# Medics for big dudes



## codeman2443 (Jun 4, 2015)

Ok so I'm 17 years old and I'm about 5 foot 6 inches and weigh 310 lbs. I really want to join a volunteer fire dept and get my emt certification then once I've been an active emt for 2 years go to school to become a paramedic at my local fire department. The thing I'm worried about is that I wont be able to lose enough weight by then. I've been working out and dieting and only lost about 10 lbs in a month and I get discoiraged hearIng about people losing 30 lbs a month. So say I got myself down to 200 in 2 years is a 200 lb guy too big to be a medic?


----------



## chaz90 (Jun 4, 2015)

Lose the weight now while you're young.
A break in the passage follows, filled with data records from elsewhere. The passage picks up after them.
#[cfg(test)]
mod tests {
    use super::*;
    use crate::model::{Columns, SubmissionType};
    use crate::rules::RuleRepository;
    use crate::schema::SchemaRegistry;
    use std::sync::Arc;

    const RULES: &str = r#"
[[rule]]
id = "AW-001"
scope = "field"
applies_to = ["award"]
fields = ["FainAwardNumber"]
severity = "error"
kind = "required"

[[rule]]
id = "AW-002"
scope = "field"
applies_to = ["award"]
fields = ["ActionDateMonth"]
severity = "error"
kind = "date_part"
part = "month"

[[rule]]
id = "AW-003"
scope = "field"
applies_to = ["award"]
fields = ["TypeOfAction"]
severity = "warning"
kind = "one_of"
values = ["A", "B", "C", "X"]
message = "row {row}: {field} '{value}' is not a known action ({detail})"

[[rule]]
id = "AW-004"
scope = "field"
applies_to = ["award"]
fields = ["NonFederalFundingAmount"]
severity = "error"
kind = "numeric"
max_decimal_places = 2

[[rule]]
id = "AW-005"
scope = "field"
applies_to = ["award"]
fields = ["AwardingAgencyCode"]
severity = "error"
kind = "length"
exact = 3

[[rule]]
id = "AW-100"
scope = "row"
applies_to = ["award"]
severity = "error"
kind = "required_if"
when = "TypeOfAction"
equals = ["X"]
then = ["ReasonForModification"]

[[rule]]
id = "AW-101"
scope = "row"
applies_to = ["award"]
severity = "error"
kind = "valid_date"
day = "ActionDateDay"
month = "ActionDateMonth"
year = "ActionDateYear"
"#;

    fn award_row(overrides: &[(&str, &str)]) -> Row {
        let registry = SchemaRegistry::builtin();
        let columns: Vec<String> = registry
            .schema_for(SubmissionType::Award)
            .unwrap()
            .columns()
            .to_vec();
        let values = columns
            .iter()
            .map(|c| {
                overrides
                    .iter()
                    .find(|(k, _)| k == c)
                    .map(|(_, v)| v.to_string())
                    .unwrap_or_else(|| match c.as_str() {
                        "FainAwardNumber" => "FAIN-1".into(),
                        "ActionDateDay" => "15".into(),
                        "ActionDateMonth" => "06".into(),
                        "ActionDateYear" => "2016".into(),
                        "TypeOfAction" => "A".into(),
                        "AwardingAgencyCode" => "097".into(),
                        "NonFederalFundingAmount" => "100.00".into(),
                        _ => String::new(),
                    })
            })
            .collect();
        Row::new(SubmissionType::Award, 7, Arc::new(Columns::new(columns)), values)
    }

    fn eval(row: &Row) -> Vec<ValidationError> {
        let repo = RuleRepository::from_toml(RULES, &SchemaRegistry::builtin()).unwrap();
        let mut rules = repo.rules_for(SubmissionType::Award, Scope::Field);
        rules.extend(repo.rules_for(SubmissionType::Award, Scope::Row));
        rules.sort_by(|a, b| a.id.cmp(&b.id));
        evaluate_row(row, &rules)
    }

    #[test]
    fn clean_row_has_no_errors() {
        assert!(eval(&award_row(&[])).is_empty());
    }

    #[test]
    fn one_violation_one_error() {
        let errors = eval(&award_row(&[("FainAwardNumber", "  ")]));
        assert_eq!(errors.len(), 1);
        assert_eq!(errors[0].rule_id, "AW-001");
        assert_eq!(errors[0].target, "FainAwardNumber");
        assert_eq!(errors[0].row, Some(7));
        assert_eq!(errors[0].message, "FainAwardNumber is required");
    }

    #[test]
    fn template_placeholders() {
        let errors = eval(&award_row(&[("TypeOfAction", "Q")]));
        assert_eq!(errors.len(), 1);
        assert_eq!(errors[0].severity, Severity::Warning);
        assert_eq!(
            errors[0].message,
            "row 7: TypeOfAction 'Q' is not a known action (TypeOfAction must be one of A, B, C, X, found 'Q')"
        );
    }

    #[test]
    fn conditional_requirement() {
        let errors = eval(&award_row(&[("TypeOfAction", "X")]));
        assert_eq!(errors.len(), 1);
        assert_eq!(errors[0].rule_id, "AW-100");
        assert_eq!(errors[0].target, "TypeOfAction,ReasonForModification");
        assert!(errors[0].message.contains("ReasonForModification required when TypeOfAction is 'X'"));

        let ok = eval(&award_row(&[("TypeOfAction", "X"), ("ReasonForModification", "A")]));
        assert!(ok.is_empty());
    }

    #[test]
    fn calendar_date_checked_across_fields() {
        let errors = eval(&award_row(&[("ActionDateDay", "31"), ("ActionDateMonth", "02")]));
        assert_eq!(errors.len(), 1);
        assert_eq!(errors[0].rule_id, "AW-101");
        assert!(errors[0].message.contains("2016-02-31"));
    }

    #[test]
    fn blank_values_skip_format_checks() {
        let errors = eval(&award_row(&[("NonFederalFundingAmount", ""), ("AwardingAgencyCode", "")]));
        assert!(errors.is_empty());
    }

    #[test]
    fn numeric_and_length_failures() {
        let errors = eval(&award_row(&[("NonFederalFundingAmount", "12.345"), ("AwardingAgencyCode", "97")]));
        let ids: Vec<&str> = errors.iter().map(|e| e.rule_id.as_str()).collect();
        assert_eq!(ids, vec!["AW-004", "AW-005"]);
        assert!(errors[0].message.contains("at most 2 decimal place(s)"));
    }

    #[test]
    fn unevaluable_date_is_error_citing_rule() {
        let errors = eval(&award_row(&[("ActionDateYear", "20x6")]));
        assert_eq!(errors.len(), 1);
        assert_eq!(errors[0].rule_id, "AW-101");
        assert_eq!(errors[0].severity, Severity::Error);
        assert!(errors[0].message.starts_with("rule could not be evaluated"));
    }

    #[test]
    fn render_leaves_unknown_placeholders() {
        assert_eq!(render("{a} and {b}", &[("a", "1")]), "1 and {b}");
    }
}
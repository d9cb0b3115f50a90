use std::path::PathBuf;
use std::sync::Arc;

use dataact_validator::report::FileStatus;
use dataact_validator::{
    Location, RuleRepository, SchemaRegistry, Severity, SubmissionInput, SubmissionType,
    ValidationReport, Validator, ValidatorConfig,
};

fn fixtures_dir() -> PathBuf {
    PathBuf::from(env!("CARGO_MANIFEST_DIR")).join("tests/fixtures")
}

fn rules_dir() -> PathBuf {
    PathBuf::from(env!("CARGO_MANIFEST_DIR")).join("../../rules")
}

fn validator() -> Validator {
    let schemas = SchemaRegistry::builtin();
    let rules = RuleRepository::load(&rules_dir(), &schemas).unwrap();
    Validator::new(Arc::new(schemas), Arc::new(rules))
}

/// The four files of a scenario. Files the scenario directory does not
/// override come from `valid/`.
fn scenario(name: &str) -> Vec<SubmissionInput> {
    SubmissionType::ALL
        .iter()
        .map(|t| {
            let overridden = fixtures_dir().join(name).join(t.file_name());
            let path = if overridden.exists() {
                overridden
            } else {
                fixtures_dir().join("valid").join(t.file_name())
            };
            SubmissionInput::from_path(*t, &path)
                .unwrap_or_else(|e| panic!("cannot open {}: {e}", path.display()))
        })
        .collect()
}

fn run(name: &str) -> ValidationReport {
    validator().validate(scenario(name))
}

// -------------------------------------------------------------------------
// Scenarios
// -------------------------------------------------------------------------

#[test]
fn default_rules_load() {
    let schemas = SchemaRegistry::builtin();
    let rules = RuleRepository::load(&rules_dir(), &schemas).unwrap();
    assert!(rules.get("C-100").is_some());
    assert!(rules.get("AF-010").is_some());
    assert!(rules.get("C-310").is_some());
    assert_eq!(rules.cross_file_rules().len(), 5);
}

#[test]
fn clean_period_has_no_entries() {
    let report = run("valid");
    assert!(report.errors.is_empty(), "{:#?}", report.errors);
    assert!(report.structurally_valid);
    assert!(!report.has_errors());
    assert_eq!(report.summary.rows_read, 10);
    for outcome in &report.files {
        assert_eq!(outcome.status, FileStatus::Valid);
    }
}

#[test]
fn missing_column_fails_only_that_file() {
    let report = run("missing_column");

    let header: Vec<_> = report
        .errors
        .iter()
        .filter(|e| e.location == Location::Header)
        .collect();
    assert_eq!(header.len(), 1);
    assert_eq!(header[0].submission, Some(SubmissionType::Appropriation));
    assert_eq!(header[0].rule_id, "schema");
    assert!(header[0].message.contains("MainAccountCode"), "{}", header[0].message);

    let approp = report.outcome(SubmissionType::Appropriation).unwrap();
    assert_eq!(approp.status, FileStatus::HeaderInvalid);
    assert_eq!(approp.rows_read, 0);

    // The other three files are still read and checked in full.
    for (t, rows) in [
        (SubmissionType::ObjectClassProgramActivity, 3),
        (SubmissionType::Award, 2),
        (SubmissionType::AwardFinancial, 3),
    ] {
        let outcome = report.outcome(t).unwrap();
        assert_eq!(outcome.status, FileStatus::Valid, "{t}");
        assert_eq!(outcome.rows_read, rows, "{t}");
    }

    // Presence checks need the appropriation file and are skipped, not failed.
    assert!(!report.errors.iter().any(|e| e.rule_id == "C-100" || e.rule_id == "C-110"));
    let notice = report
        .errors
        .iter()
        .find(|e| e.severity == Severity::Info)
        .unwrap();
    assert_eq!(notice.rule_id, "reconciliation");
    assert!(notice.message.contains("appropriation"));
    assert!(notice.message.contains("C-100, C-110"), "{}", notice.message);

    assert_eq!(report.errors.len(), 2, "{:#?}", report.errors);
    assert!(!report.structurally_valid);
}

#[test]
fn unparseable_amount_is_one_field_error_and_counts_as_zero() {
    let report = run("bad_amount");

    let amount: Vec<_> = report.errors.iter().filter(|e| e.rule_id == "AF-010").collect();
    assert_eq!(amount.len(), 1, "{:#?}", report.errors);
    assert_eq!(amount[0].submission, Some(SubmissionType::AwardFinancial));
    assert_eq!(amount[0].row, Some(2));
    assert_eq!(amount[0].target, "TransactionObligatedAmount");
    assert!(amount[0].message.contains("'abc'"));

    // 500.00 + 0 on the AF side against 600.00 + 150.50 on the OCPA side.
    let mismatch: Vec<_> = report.errors.iter().filter(|e| e.rule_id == "C-200").collect();
    assert_eq!(mismatch.len(), 1);
    assert_eq!(mismatch[0].target, "/097/2016/2017//0100");
    assert!(mismatch[0].message.contains("750.50"), "{}", mismatch[0].message);
    assert!(mismatch[0].message.contains("500.00"), "{}", mismatch[0].message);

    assert_eq!(report.errors.len(), 2, "{:#?}", report.errors);
    assert!(report.structurally_valid);
}

#[test]
fn orphan_key_is_error_and_idle_appropriation_is_warning() {
    let report = run("orphan_key");
    assert_eq!(report.errors.len(), 2, "{:#?}", report.errors);

    let orphan = &report.errors[0];
    assert_eq!(orphan.rule_id, "C-100");
    assert_eq!(orphan.severity, Severity::Error);
    assert_eq!(orphan.submission, Some(SubmissionType::ObjectClassProgramActivity));
    assert_eq!(orphan.target, "/097/2016/2017//0300");
    assert!(orphan.message.contains("/097/2016/2017//0300"));

    let idle = &report.errors[1];
    assert_eq!(idle.rule_id, "C-110");
    assert_eq!(idle.severity, Severity::Warning);
    assert_eq!(idle.target, "/097/2016/2017//0400");

    assert_eq!(report.summary.errors, 1);
    assert_eq!(report.summary.warnings, 1);
}

#[test]
fn unmatched_award_is_one_error_naming_its_rows() {
    let report = run("unmatched_award");
    assert!(report.structurally_valid);

    let links: Vec<_> = report.errors.iter().filter(|e| e.rule_id == "C-300").collect();
    assert_eq!(links.len(), 1, "{:#?}", report.errors);
    let link = links[0];
    assert_eq!(link.location, Location::CrossFile);
    assert_eq!(link.submission, Some(SubmissionType::AwardFinancial));
    assert_eq!(link.severity, Severity::Error);
    assert_eq!(link.target, "FAIN0009");
    assert_eq!(
        link.message,
        "award FAIN0009 referenced by award_financial row(s) 1, 3 does not exist in award"
    );
    // amounts are unchanged, so nothing else fires
    assert_eq!(report.errors.len(), 1, "{:#?}", report.errors);
}

#[test]
fn unknown_parent_award_is_reported() {
    let report = run("unmatched_parent");

    let parents: Vec<_> = report.errors.iter().filter(|e| e.rule_id == "C-310").collect();
    assert_eq!(parents.len(), 1, "{:#?}", report.errors);
    assert_eq!(parents[0].target, "PRE/2015/A/PARENT-999");
    assert!(
        parents[0].message.starts_with("parent award PRE/2015/A/PARENT-999"),
        "{}",
        parents[0].message
    );
    assert!(parents[0].message.contains("row(s) 1 "));
    // the row's FAIN still links, and rows without a parent are not references
    assert_eq!(report.errors.len(), 1, "{:#?}", report.errors);
}

#[test]
fn identical_input_gives_identical_report() {
    let first = serde_json::to_string_pretty(&run("bad_amount")).unwrap();
    let second = serde_json::to_string_pretty(&run("bad_amount")).unwrap();
    assert_eq!(first, second);
}

#[test]
fn batch_size_does_not_change_the_report() {
    let default = run("bad_amount");
    let single = validator().with_batch_size(1).validate(scenario("bad_amount"));
    assert_eq!(default, single);
}

#[test]
fn missing_file_is_reported_and_dependent_checks_skipped() {
    let inputs: Vec<_> = scenario("valid")
        .into_iter()
        .filter(|i| i.submission != SubmissionType::Award)
        .collect();
    let report = validator().validate(inputs);

    let upload: Vec<_> = report.errors.iter().filter(|e| e.rule_id == "upload").collect();
    assert_eq!(upload.len(), 1);
    assert_eq!(upload[0].submission, Some(SubmissionType::Award));
    assert_eq!(upload[0].message, "file not uploaded");
    assert_eq!(
        report.outcome(SubmissionType::Award).unwrap().status,
        FileStatus::NotUploaded
    );

    let notice = report
        .errors
        .iter()
        .find(|e| e.rule_id == "reconciliation")
        .unwrap();
    assert!(notice.message.contains("C-300"));
    assert!(!notice.message.contains("C-100"));
    assert_eq!(report.errors.len(), 2, "{:#?}", report.errors);
}

#[test]
fn config_tolerance_applies_to_amount_checks() {
    let dir = tempfile::tempdir().unwrap();
    let path = dir.path().join("dataact.toml");
    std::fs::write(
        &path,
        format!(
            "[rules]\ndir = {:?}\n\n[reconciliation]\ntolerance = \"300.00\"\n",
            rules_dir().display().to_string()
        ),
    )
    .unwrap();

    let config = ValidatorConfig::load(&path).unwrap();
    let validator = Validator::from_config(&config).unwrap();
    let report = validator.validate(scenario("bad_amount"));
    assert!(!report.errors.iter().any(|e| e.rule_id == "C-200"));
    assert!(report.errors.iter().any(|e| e.rule_id == "AF-010"));
}

#[test]
fn report_serializes_expected_shape() {
    let report = run("orphan_key");
    let json: serde_json::Value = serde_json::to_value(&report).unwrap();
    assert_eq!(json["structurally_valid"], true);
    assert_eq!(json["summary"]["warnings"], 1);
    assert_eq!(json["files"][0]["submission"], "appropriation");
    assert_eq!(json["files"][0]["status"], "valid");
    assert_eq!(json["errors"][0]["location"], "cross_file");
    assert_eq!(json["errors"][0]["severity"], "error");
    assert!(json["errors"][0].get("row").is_none());
}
Get into some good physical habits of exercise and diet control before you get into EMS. This career is absolutely terrible health wise. If you don't start out with good habits of bringing in healthy food from home for shift work and maintaining a consistent exercise schedule you'll likely quickly gain more weight and bad habits at work.

Moving humans as a career is horrible for your joints and back as well. Seriously, I cannot stress enough the importance of keeping excess weight off of yourself to avoid unnecessary wear and tear beyond what you're already going to endure on the job. 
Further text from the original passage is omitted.